NHS organisations will have access to £1 billion in capital funding and £400 million in revenue to help them become paperless over the next five years.

The figures were presented by NHS England’s director of digital technology Beverley Bryant at a Westminster Health Forum on ‘Electronic patient records and IT in the NHS’ today.

They follow health secretary Jeremy Hunt’s announcement over the weekend that the government will be investing £4.2 billion in NHS technology over the next five years, including £1.8 billion for achieving a paperless NHS by 2020.

Bryant confirmed that of the £1.8 billion, £900 million will be capital funding made available to the "frontline NHS".

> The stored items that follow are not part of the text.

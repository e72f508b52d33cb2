//! TELNET data un-escaping.
//!
//! Byte value 255 ("IAC", interpret-as-command) starts an in-band command
//! sequence. This reader strips every command sequence and passes application
//! data through, so upper layers never see protocol bytes:
//!
//! * `IAC IAC` is the escape for one literal 255 in the data.
//! * `IAC WILL|WONT|DO|DONT <opt>` is dropped; no option is ever negotiated,
//!   which device CLIs tolerate from a passive client.
//! * `IAC SB ... IAC SE` subnegotiation blocks are dropped whole, including
//!   escaped `IAC IAC` payload bytes inside the block.
//! * a stray `IAC SE` is dropped.
//! * anything else after IAC fails the stream as corrupted.

use std::io;
use std::pin::Pin;
use std::task::{Context, Poll};

use tokio::io::{AsyncBufRead, AsyncRead, BufReader, ReadBuf};

use crate::error::TransportError;

const IAC: u8 = 255;
const DONT: u8 = 254;
const DO: u8 = 253;
const WONT: u8 = 252;
const WILL: u8 = 251;
const SB: u8 = 250;
const SE: u8 = 240;

#[derive(Debug, Clone, Copy, PartialEq, Eq)]
enum DecodeState {
    /// Plain application data.
    Data,
    /// Seen IAC, deciding what the command is.
    Iac,
    /// Seen IAC WILL/WONT/DO/DONT, next byte is the option.
    Option,
    /// Inside an SB block, payload bytes are discarded.
    Sub,
    /// Seen IAC inside an SB block.
    SubIac,
}

/// Incremental decoder, fed one byte at a time so command sequences may
/// straddle chunk boundaries freely.
#[derive(Debug)]
pub(crate) struct DataDecoder {
    state: DecodeState,
}

impl DataDecoder {
    pub(crate) fn new() -> Self {
        Self {
            state: DecodeState::Data,
        }
    }

    /// Feed one wire byte. `Ok(Some(b))` emits an application byte,
    /// `Ok(None)` consumed a protocol byte, `Err(b)` is a corrupt command.
    pub(crate) fn feed(&mut self, b: u8) -> Result<Option<u8>, u8> {
        match self.state {
            DecodeState::Data => {
                if b == IAC {
                    self.state = DecodeState::Iac;
                    Ok(None)
                } else {
                    Ok(Some(b))
                }
            }
            DecodeState::Iac => match b {
                IAC => {
                    self.state = DecodeState::Data;
                    Ok(Some(IAC))
                }
                WILL | WONT | DO | DONT => {
                    self.state = DecodeState::Option;
                    Ok(None)
                }
                SB => {
                    self.state = DecodeState::Sub;
                    Ok(None)
                }
                SE => {
                    self.state = DecodeState::Data;
                    Ok(None)
                }
                other => Err(other),
            },
            DecodeState::Option => {
                // The option byte of an offer we silently discard.
                self.state = DecodeState::Data;
                Ok(None)
            }
            DecodeState::Sub => {
                if b == IAC {
                    self.state = DecodeState::SubIac;
                }
                Ok(None)
            }
            DecodeState::SubIac => {
                if b == SE {
                    self.state = DecodeState::Data;
                } else {
                    // IAC IAC marks one escaped payload byte; either way the
                    // block's content is discarded.
                    self.state = DecodeState::Sub;
                }
                Ok(None)
            }
        }
    }
}

/// `AsyncRead` adapter emitting only application data from a TELNET stream.
///
/// A read returns once at least one byte is decoded and the inner buffer has
/// no more immediately available input, keeping latency low and chunk
/// boundaries visible to the timeout reader above.
pub struct TelnetDataReader<R> {
    inner: BufReader<R>,
    decoder: DataDecoder,
    pending_err: Option<io::Error>,
}

impl<R: AsyncRead + Unpin> TelnetDataReader<R> {
    pub fn new(source: R) -> Self {
        Self {
            inner: BufReader::new(source),
            decoder: DataDecoder::new(),
            pending_err: None,
        }
    }
}

fn corrupted(byte: u8) -> io::Error {
    io::Error::new(io::ErrorKind::InvalidData, TransportError::Corrupted(byte))
}

impl<R: AsyncRead + Unpin> AsyncRead for TelnetDataReader<R> {
    fn poll_read(
        self: Pin<&mut Self>,
        cx: &mut Context<'_>,
        out: &mut ReadBuf<'_>,
    ) -> Poll<io::Result<()>> {
        let this = self.get_mut();
        let mut wrote = 0usize;

        loop {
            if out.remaining() == 0 {
                return Poll::Ready(Ok(()));
            }

            if let Some(err) = this.pending_err.take() {
                if wrote > 0 {
                    // Flush decoded bytes first; the error resurfaces next call.
                    this.pending_err = Some(err);
                    return Poll::Ready(Ok(()));
                }
                return Poll::Ready(Err(err));
            }

            let avail = match Pin::new(&mut this.inner).poll_fill_buf(cx) {
                Poll::Ready(Ok(avail)) => avail,
                Poll::Ready(Err(err)) => {
                    if wrote > 0 {
                        this.pending_err = Some(err);
                        return Poll::Ready(Ok(()));
                    }
                    return Poll::Ready(Err(err));
                }
                Poll::Pending => {
                    if wrote > 0 {
                        return Poll::Ready(Ok(()));
                    }
                    return Poll::Pending;
                }
            };

            if avail.is_empty() {
                // EOF; whatever was decoded has already been flushed into out.
                return Poll::Ready(Ok(()));
            }

            let mut consumed = 0usize;
            let mut failure = None;
            for &b in avail {
                consumed += 1;
                match this.decoder.feed(b) {
                    Ok(Some(byte)) => {
                        out.put_slice(&[byte]);
                        wrote += 1;
                        if out.remaining() == 0 {
                            break;
                        }
                    }
                    Ok(None) => {}
                    Err(bad) => {
                        failure = Some(corrupted(bad));
                        break;
                    }
                }
            }
            Pin::new(&mut this.inner).consume(consumed);

            if let Some(err) = failure {
                if wrote > 0 {
                    this.pending_err = Some(err);
                    return Poll::Ready(Ok(()));
                }
                return Poll::Ready(Err(err));
            }

            if wrote > 0 && this.inner.buffer().is_empty() {
                return Poll::Ready(Ok(()));
            }
        }
    }
}

#[cfg(test)]
mod tests {
    use super::*;
    use std::collections::VecDeque;
    use tokio::io::AsyncReadExt;

    async fn decode(input: &[u8]) -> io::Result<Vec<u8>> {
        let mut rd = TelnetDataReader::new(input);
        let mut out = Vec::new();
        rd.read_to_end(&mut out).await?;
        Ok(out)
    }

    #[tokio::test]
    async fn clean_data_is_identity() {
        let data = b"show version\r\nCisco IOS Software\r\nsw1#";
        assert_eq!(decode(data).await.unwrap(), data);
    }

    #[tokio::test]
    async fn escaped_iac_yields_single_literal() {
        assert_eq!(decode(&[IAC, IAC]).await.unwrap(), vec![0xff]);
        assert_eq!(
            decode(&[1, IAC, IAC, 2, IAC, IAC]).await.unwrap(),
            vec![1, 0xff, 2, 0xff]
        );
    }

    #[tokio::test]
    async fn negotiation_offers_are_dropped() {
        for cmd in [WILL, WONT, DO, DONT] {
            let input = [b'a', IAC, cmd, 0x18, b'b'];
            assert_eq!(decode(&input).await.unwrap(), b"ab");
        }
    }

    #[tokio::test]
    async fn mixed_commands_and_data() {
        // [0x01, 0x02, IAC, IAC, 0x03, IAC, WILL, 0x18, 0x04]
        let input = [0x01, 0x02, IAC, IAC, 0x03, IAC, WILL, 0x18, 0x04];
        assert_eq!(decode(&input).await.unwrap(), vec![0x01, 0x02, 0xff, 0x03, 0x04]);
    }

    #[tokio::test]
    async fn subnegotiation_block_is_dropped_whole() {
        let input = [b'x', IAC, SB, 31, 0, 80, 0, 24, IAC, SE, b'y'];
        assert_eq!(decode(&input).await.unwrap(), b"xy");
    }

    #[tokio::test]
    async fn escaped_iac_inside_subnegotiation_stays_dropped() {
        // The IAC IAC pair inside the block is one escaped payload byte,
        // which is discarded with the rest of the block.
        let input = [b'x', IAC, SB, 24, IAC, IAC, 7, IAC, SE, b'y'];
        assert_eq!(decode(&input).await.unwrap(), b"xy");
    }

    #[tokio::test]
    async fn stray_se_is_tolerated() {
        let input = [b'x', IAC, SE, b'y'];
        assert_eq!(decode(&input).await.unwrap(), b"xy");
    }

    #[tokio::test]
    async fn unknown_command_is_corrupted() {
        // IAC GA (249) is not something this client understands.
        let err = decode(&[b'x', IAC, 249, b'y']).await.unwrap_err();
        assert_eq!(err.kind(), io::ErrorKind::InvalidData);
    }

    #[tokio::test]
    async fn corrupted_stream_still_flushes_decoded_bytes_first() {
        let mut rd = TelnetDataReader::new(&[b'a', b'b', IAC, 249][..]);
        let mut buf = [0u8; 16];
        let n = rd.read(&mut buf).await.unwrap();
        assert_eq!(&buf[..n], b"ab");
        assert!(rd.read(&mut buf).await.is_err());
    }

    /// Source yielding preset chunks one poll at a time, so command
    /// sequences can straddle read boundaries.
    struct Chunked {
        chunks: VecDeque<Vec<u8>>,
    }

    impl AsyncRead for Chunked {
        fn poll_read(
            mut self: Pin<&mut Self>,
            _cx: &mut Context<'_>,
            buf: &mut ReadBuf<'_>,
        ) -> Poll<io::Result<()>> {
            if let Some(chunk) = self.chunks.pop_front() {
                buf.put_slice(&chunk);
            }
            Poll::Ready(Ok(()))
        }
    }

    #[tokio::test]
    async fn sequences_straddling_chunks_decode_correctly() {
        let src = Chunked {
            chunks: vec![
                vec![b'a', IAC],
                vec![WILL],
                vec![0x18, b'b', IAC],
                vec![IAC],
                vec![IAC, SB, 31],
                vec![IAC, SE, b'c'],
            ]
            .into(),
        };
        let mut rd = TelnetDataReader::new(src);
        let mut out = Vec::new();
        rd.read_to_end(&mut out).await.unwrap();
        assert_eq!(out, vec![b'a', b'b', 0xff, b'c']);
    }
}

Another £400 million is revenue funding to support the running costs of the capital investment and is coming from the Sustainability and Transformation Fund established as part of NHS England planning guidance released last month.

She said there is some capital funding available for the coming financial year, but much of the revenue funding will be allocated towards the end of the five year period.

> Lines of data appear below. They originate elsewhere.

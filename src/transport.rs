//! Pluggable byte transports.
//!
//! A [`Transport`] hands the console a timeout-bounded read side and a plain
//! write side over one device connection. Reads never block past the
//! configured per-read timeout; the prompt reader polls on top of that.

mod dummy;
mod reader;
mod ssh;
mod telnet;

pub use dummy::DummyTransport;
pub use reader::TimeoutReader;
pub use ssh::SshTransport;
pub use telnet::TelnetTransport;

use std::path::PathBuf;
use std::time::Duration;

use async_trait::async_trait;
use tokio_util::sync::CancellationToken;

use crate::error::TransportError;
use crate::host::{Host, TransportKind};

/// The read side the prompt reader consumes: deadline-bounded, `Ok(0)` on
/// end of stream, `DeadlineExceeded` when the source stays silent.
#[async_trait]
pub trait TimeoutRead: Send {
    async fn read(&mut self, buf: &mut [u8]) -> Result<usize, TransportError>;
}

#[async_trait]
impl<T: TimeoutRead + ?Sized> TimeoutRead for Box<T> {
    async fn read(&mut self, buf: &mut [u8]) -> Result<usize, TransportError> {
        (**self).read(buf).await
    }
}

#[async_trait]
pub trait Transport: TimeoutRead {
    /// Establish the connection. The token aborts a dial in progress.
    async fn open(&mut self, host: &Host, cancel: CancellationToken) -> Result<(), TransportError>;

    async fn write(&mut self, buf: &[u8]) -> Result<usize, TransportError>;

    fn set_read_timeout(&mut self, timeout: Duration);

    /// Tear the connection down, stopping the reader task. Idempotent.
    async fn close(&mut self) -> Result<(), TransportError>;
}

pub trait TransportFactory: Send + Sync {
    fn create(&self, kind: TransportKind) -> Result<Box<dyn Transport>, TransportError>;
}

/// Builds the real transports from the console configuration knobs.
#[derive(Debug, Clone)]
pub struct DefaultTransportFactory {
    pub read_timeout: Duration,
    pub buffer_size: usize,
    pub dummy_scenario: Option<PathBuf>,
}

impl TransportFactory for DefaultTransportFactory {
    fn create(&self, kind: TransportKind) -> Result<Box<dyn Transport>, TransportError> {
        match kind {
            TransportKind::Ssh => Ok(Box::new(SshTransport::new(self.read_timeout, self.buffer_size))),
            TransportKind::Telnet => Ok(Box::new(TelnetTransport::new(self.read_timeout, self.buffer_size))),
            TransportKind::Dummy => {
                let file = self.dummy_scenario.clone().ok_or(TransportError::NoScenario)?;
                Ok(Box::new(DummyTransport::new(file, self.read_timeout)))
            }
        }
    }
}
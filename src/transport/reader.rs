//! Deadline-bounded reading over a source that has none of its own.
//!
//! A producer task pulls chunks from the source and hands them over a
//! capacity-1 channel, so at most one chunk is ever in flight. The consumer
//! races the channel against a per-read timer. Terminal conditions travel on
//! a separate channel: a chunk already handed over is always delivered before
//! the error behind it surfaces.

use std::io;
use std::time::Duration;

use tokio::io::{AsyncRead, AsyncReadExt};
use tokio::sync::mpsc;
use tokio_util::sync::CancellationToken;

use crate::error::TransportError;
use crate::transport::TimeoutRead;

pub struct TimeoutReader {
    timeout: Duration,
    data_rx: mpsc::Receiver<Vec<u8>>,
    err_rx: mpsc::Receiver<io::Error>,
    rest: Option<Vec<u8>>,
    rest_pos: usize,
    cancel: CancellationToken,
    closed: bool,
    failed: bool,
    eof: bool,
}

impl TimeoutReader {
    pub fn new<R>(source: R, timeout: Duration, buf_size: usize) -> Self
    where
        R: AsyncRead + Unpin + Send + 'static,
    {
        let (data_tx, data_rx) = mpsc::channel::<Vec<u8>>(1);
        let (err_tx, err_rx) = mpsc::channel::<io::Error>(1);
        let cancel = CancellationToken::new();

        let token = cancel.clone();
        tokio::spawn(read_loop(source, buf_size.max(1), data_tx, err_tx, token));

        Self {
            timeout,
            data_rx,
            err_rx,
            rest: None,
            rest_pos: 0,
            cancel,
            closed: false,
            failed: false,
            eof: false,
        }
    }

    pub fn set_timeout(&mut self, timeout: Duration) {
        self.timeout = timeout;
    }

    /// Stop the producer task and mark the reader closed. Idempotent; a
    /// pending `read` on another turn of the loop wakes with `Closed`.
    pub fn close(&mut self) {
        if !self.closed {
            self.cancel.cancel();
            self.closed = true;
        }
    }

    pub async fn read(&mut self, buf: &mut [u8]) -> Result<usize, TransportError> {
        if self.closed {
            return Err(TransportError::Closed);
        }
        if self.failed {
            return Err(TransportError::Closed);
        }

        // Residual bytes from a chunk bigger than the caller's buffer are
        // served without touching the channel.
        if let Some(rest) = self.rest.take() {
            let n = (rest.len() - self.rest_pos).min(buf.len());
            buf[..n].copy_from_slice(&rest[self.rest_pos..self.rest_pos + n]);
            self.rest_pos += n;
            if self.rest_pos < rest.len() {
                self.rest = Some(rest);
            } else {
                self.rest_pos = 0;
            }
            return Ok(n);
        }

        if self.eof {
            return Ok(0);
        }

        let chunk = tokio::select! {
            biased;
            chunk = self.data_rx.recv() => chunk,
            _ = tokio::time::sleep(self.timeout) => return Err(TransportError::DeadlineExceeded),
        };

        let Some(chunk) = chunk else {
            // Producer is gone: an error if it left one, end of stream otherwise.
            if let Ok(err) = self.err_rx.try_recv() {
                self.failed = true;
                return Err(TransportError::Io(err));
            }
            self.eof = true;
            return Ok(0);
        };

        let n = chunk.len().min(buf.len());
        buf[..n].copy_from_slice(&chunk[..n]);
        if n < chunk.len() {
            self.rest = Some(chunk);
            self.rest_pos = n;
        }
        Ok(n)
    }
}

impl Drop for TimeoutReader {
    fn drop(&mut self) {
        self.cancel.cancel();
    }
}

async fn read_loop<R>(
    mut source: R,
    buf_size: usize,
    data_tx: mpsc::Sender<Vec<u8>>,
    err_tx: mpsc::Sender<io::Error>,
    token: CancellationToken,
) where
    R: AsyncRead + Unpin + Send,
{
    let mut buf = vec![0u8; buf_size];
    loop {
        let res = tokio::select! {
            _ = token.cancelled() => return,
            res = source.read(&mut buf) => res,
        };
        match res {
            // Dropping data_tx signals end of stream to the consumer.
            Ok(0) => return,
            Ok(n) => {
                let chunk = buf[..n].to_vec();
                tokio::select! {
                    _ = token.cancelled() => return,
                    sent = data_tx.send(chunk) => {
                        if sent.is_err() {
                            return;
                        }
                    }
                }
            }
            Err(e) => {
                let _ = err_tx.send(e).await;
                return;
            }
        }
    }
}

#[async_trait::async_trait]
impl TimeoutRead for TimeoutReader {
    async fn read(&mut self, buf: &mut [u8]) -> Result<usize, TransportError> {
        TimeoutReader::read(self, buf).await
    }
}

However, she confirmed there is both capital and revenue funding available for every year of the programme.

Bryant told the audience that in her experience, organisations think they can spend money faster than they can and so ensuring money is allocated for the right years is very important.

Further details around funding allocations will be made public in April.

While these details are yet to be finalised, the way in which organisations will get access to the funding has been agreed.

As previewed in Digital Health News, allocation of money will be done differently from in the past, when organisations would apply to a dedicated technology fund for specific projects such as e-prescribing.

The plan now is for NHS England to look at an organisation’s Sustainability and Transformation Plan and the Local Digital Roadmap they are covered by; along with where they sit on the digital maturity curve; and decide how much funding the organisation will get for technology.

The newly announced Sustainability and Transformation Plans are due to be submitted to NHS England in June and the deadline for the submission of Local Digital Roadmaps – which should outline how an area plans to become paperfree by 2020 – has been pushed back from April to June to align with this.

Digital maturity assessments had to be filled out by trusts and were due in last month.

"This time around the dishing out of the cash will be embedded in the way Sustainability and Transformation Plans are being funded,” Bryant told Digital Health News.

"We'll take those plans and will also look at the digital maturity of the organisation and use these two things to form the basis of the decision about money that we then give to them."

Bryant expects that with this approach, all organisations will receive some funding.

She also said NHS England completely backs the recent report produced by Lord Carter, which recommends that a “meaningful use” clause should be put into provider contracts to encourage uptake of digital technologies.

"Meaningful use is still really central to our thinking,” Bryant said.

“We constructed the digital maturity assessments framework to measure use by clinicians of the technology, rather than software bought.

“The intention of Carter is that we hold providers to account for delivering digitally usable systems for their clinicians and staff and the way in which that would be enforced will be through measurement through the digital maturity assessments.”